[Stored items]
use crate::infra::{load_positions, parse_discordance_rule, parse_strategy_weight, parse_weights};
use chrono::{DateTime, Utc};
use clap::{Args, ValueEnum};
use serde::Serialize;
use std::fmt::{self, Write as _};
use std::path::{Path, PathBuf};
use talent_mcdm::config::AppConfig;
use talent_mcdm::error::AppError;
use talent_mcdm::telemetry;
use talent_mcdm::workflows::selection::{
    CandidateImporter, CriteriaWeights, DiscordanceRule, ElectreResult, JobProfile, JobSelector,
    RankingMethod, SelectionReport, SelectionRequest, SelectionService, VikorResult,
};

#[derive(Debug, Clone, Copy, Default, PartialEq, Eq, ValueEnum)]
pub(crate) enum MethodArg {
    Vikor,
    Electre,
    #[default]
    All,
}

impl MethodArg {
    fn methods(self) -> Vec<RankingMethod> {
        match self {
            MethodArg::Vikor => vec![RankingMethod::Vikor],
            MethodArg::Electre => vec![RankingMethod::Electre],
            MethodArg::All => Vec::new(),
        }
    }
}

#[derive(Args, Debug)]
pub(crate) struct RankArgs {
    /// Job position title to rank against (case-insensitive)
    #[arg(long)]
    pub(crate) position: String,
    /// Candidate dataset CSV (defaults to APP_CANDIDATES_CSV or dataset.csv)
    #[arg(long)]
    pub(crate) candidates: Option<PathBuf>,
    /// Job position CSV (defaults to APP_JOB_POSITIONS_CSV, then the built-in positions)
    #[arg(long)]
    pub(crate) jobs: Option<PathBuf>,
    /// Ranking engine to run
    #[arg(long, value_enum, default_value_t = MethodArg::All)]
    pub(crate) method: MethodArg,
    /// Five comma separated weights for IST, PAPI, MBTI, Kraepelin and DISC
    #[arg(long, value_parser = parse_weights)]
    pub(crate) weights: Option<CriteriaWeights>,
    /// VIKOR strategy weight in [0, 1]
    #[arg(long, value_parser = parse_strategy_weight)]
    pub(crate) v: Option<f64>,
    /// ELECTRE discordance dominance rule: at_most or at_least
    #[arg(long, value_parser = parse_discordance_rule)]
    pub(crate) discordance: Option<DiscordanceRule>,
    /// Print the full ELECTRE matrices in the text report
    #[arg(long)]
    pub(crate) show_matrices: bool,
    /// Emit the report as JSON instead of text
    #[arg(long)]
    pub(crate) json: bool,
}

#[derive(Args, Debug, Default)]
pub(crate) struct PositionsArgs {
    /// Job position CSV (defaults to APP_JOB_POSITIONS_CSV, then the built-in positions)
    #[arg(long)]
    pub(crate) jobs: Option<PathBuf>,
}

#[derive(Debug, Serialize)]
struct RankingOutput<'a> {
    generated_at: DateTime<Utc>,
    candidates_csv: &'a Path,
    vikor_v: f64,
    #[serde(flatten)]
    report: &'a SelectionReport,
}

pub(crate) fn run_rank(args: RankArgs) -> Result<(), AppError> {
    let config = AppConfig::load()?;
    telemetry::init(&config.telemetry)?;

    let RankArgs {
        position,
        candidates,
        jobs,
        method,
        weights,
        v,
        discordance,
        show_matrices,
        json,
    } = args;

    let candidates_csv = candidates.unwrap_or_else(|| config.data.candidates_csv.clone());
    let positions = load_positions(jobs.as_deref().or(config.data.job_positions_csv.as_deref()))?;

    let mut ranking = config.ranking.clone();
    if let Some(weights) = weights {
        ranking.weights = weights;
    }
    if let Some(v) = v {
        ranking.vikor_v = v;
    }
    if let Some(rule) = discordance {
        ranking.electre.discordance_rule = rule;
    }
    let vikor_v = ranking.vikor_v;
    let service = SelectionService::new(ranking, positions);

    let request = SelectionRequest {
        candidates: CandidateImporter::from_path(&candidates_csv)?,
        job: JobSelector::Title(position),
        weights: None,
        v: None,
        electre: None,
        methods: method.methods(),
    };
    let report = service.evaluate(&request)?;

    if json {
        let output = RankingOutput {
            generated_at: Utc::now(),
            candidates_csv: &candidates_csv,
            vikor_v,
            report: &report,
        };
        let rendered = serde_json::to_string_pretty(&output).map_err(std::io::Error::from)?;
        println!("{rendered}");
    } else {
        let rendered =
            render_report(&report, vikor_v, show_matrices).map_err(std::io::Error::other)?;
        print!("{rendered}");
    }
    Ok(())
}

pub(crate) fn run_positions(args: PositionsArgs) -> Result<(), AppError> {
    let config = AppConfig::load()?;
    telemetry::init(&config.telemetry)?;

    let positions = load_positions(
        args.jobs
            .as_deref()
            .or(config.data.job_positions_csv.as_deref()),
    )?;
    let rendered = render_positions(&positions).map_err(std::io::Error::other)?;
    print!("{rendered}");
    Ok(())
}

fn describe_job(job: &JobProfile) -> String {
    format!(
        "PAPI context {}, MBTI {}, DISC D {:.2} / I {:.2} / S {:.2} / C {:.2}",
        job.papi_context.letter(),
        job.mbti.code(),
        job.disc.dominance,
        job.disc.influence,
        job.disc.steadiness,
        job.disc.conscientiousness
    )
}

pub(crate) fn render_positions(positions: &[JobProfile]) -> Result<String, fmt::Error> {
    let mut out = String::new();
    writeln!(out, "Job positions ({})", positions.len())?;
    for job in positions {
        writeln!(out, "- {}: {}", job.title, describe_job(job))?;
    }
    Ok(out)
}

pub(crate) fn render_report(
    report: &SelectionReport,
    vikor_v: f64,
    show_matrices: bool,
) -> Result<String, fmt::Error> {
    let mut out = String::new();
    writeln!(out, "Candidate ranking for {}", report.job.title)?;
    writeln!(out, "Profile: {}", describe_job(&report.job))?;

    writeln!(out, "\nCriteria")?;
    writeln!(
        out,
        "  {:<24} {:>9} {:>9} {:>9} {:>10} {:>7}",
        "Name", "IST", "PAPI", "MBTI", "Kraepelin", "DISC"
    )?;
    for row in report.criteria.rows() {
        writeln!(
            out,
            "  {:<24} {:>9.2} {:>9.2} {:>9.2} {:>10.3} {:>7.3}",
            row.name, row.ist, row.papi, row.mbti, row.kraepelin, row.disc
        )?;
    }

    if let Some(vikor) = &report.vikor {
        render_vikor(&mut out, vikor, vikor_v)?;
    }
    if let Some(electre) = &report.electre {
        render_electre(&mut out, electre, show_matrices)?;
    }

    let warnings: Vec<String> = report
        .aggregation_warnings
        .iter()
        .chain(report.vikor.iter().flat_map(|vikor| vikor.warnings.iter()))
        .chain(report.electre.iter().flat_map(|electre| electre.warnings.iter()))
        .map(|warning| format!("{} has no spread ({})", warning.column, warning.stage.label()))
        .collect();
    if warnings.is_empty() {
        writeln!(out, "\nWarnings: none")?;
    } else {
        writeln!(out, "\nWarnings")?;
        for warning in warnings {
            writeln!(out, "- {warning}")?;
        }
    }
    Ok(out)
}

fn render_vikor(out: &mut String, vikor: &VikorResult, v: f64) -> fmt::Result {
    writeln!(out, "\nVIKOR (v = {v:.2})")?;
    for row in &vikor.rows {
        writeln!(
            out,
            "{:>3}. {:<24} Q {:.4}  S {:.4}  R {:.4}  score {:.4}",
            row.rank, row.name, row.q, row.s, row.r, row.score
        )?;
    }
    match &vikor.advantage {
        Some(advantage) => writeln!(
            out,
            "Acceptable advantage: {} ({} over {}, Q gap {:.4} vs DQ {:.4})",
            vikor.verdict.label(),
            advantage.leader,
            advantage.runner_up,
            advantage.q_gap,
            advantage.threshold
        ),
        None => writeln!(out, "Acceptable advantage: {}", vikor.verdict.label()),
    }
}

fn render_electre(out: &mut String, electre: &ElectreResult, show_matrices: bool) -> fmt::Result {
    let matrices = &electre.matrices;
    writeln!(
        out,
        "\nELECTRE (c̄ = {:.4}, d̄ = {:.4})",
        matrices.concordance_threshold, matrices.discordance_threshold
    )?;
    for row in &electre.rows {
        writeln!(
            out,
            "{:>3}. {:<24} dominates {}",
            row.rank, row.name, row.net_score
        )?;
    }

    if show_matrices {
        let names = &matrices.alternatives;
        render_matrix(out, "Concordance", names, &matrices.concordance)?;
        render_matrix(out, "Discordance", names, &matrices.discordance)?;
        render_matrix(out, "Concordance dominance", names, &matrices.concordance_dominance)?;
        render_matrix(out, "Discordance dominance", names, &matrices.discordance_dominance)?;
        render_matrix(out, "Aggregate dominance", names, &matrices.aggregate_dominance)?;
    }
    Ok(())
}

/// Precision applies to the real-valued matrices; integer cells ignore it.
fn render_matrix<T: fmt::Display>(
    out: &mut String,
    title: &str,
    names: &[String],
    matrix: &[Vec<T>],
) -> fmt::Result {
    writeln!(out, "{title}")?;
    for (name, row) in names.iter().zip(matrix) {
        let cells: Vec<String> = row.iter().map(|value| format!("{value:>5.3}")).collect();
        writeln!(out, "  {:<24} {}", name, cells.join(" "))?;
    }
    Ok(())
}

#### WORK REQUEST:
Search the data and copy each line containing "Option".

#### FINAL ANSWER:
    pub(crate) candidates: Option<PathBuf>,
    pub(crate) jobs: Option<PathBuf>,
    pub(crate) weights: Option<CriteriaWeights>,
    pub(crate) v: Option<f64>,
    pub(crate) discordance: Option<DiscordanceRule>,
    pub(crate) jobs: Option<PathBuf>,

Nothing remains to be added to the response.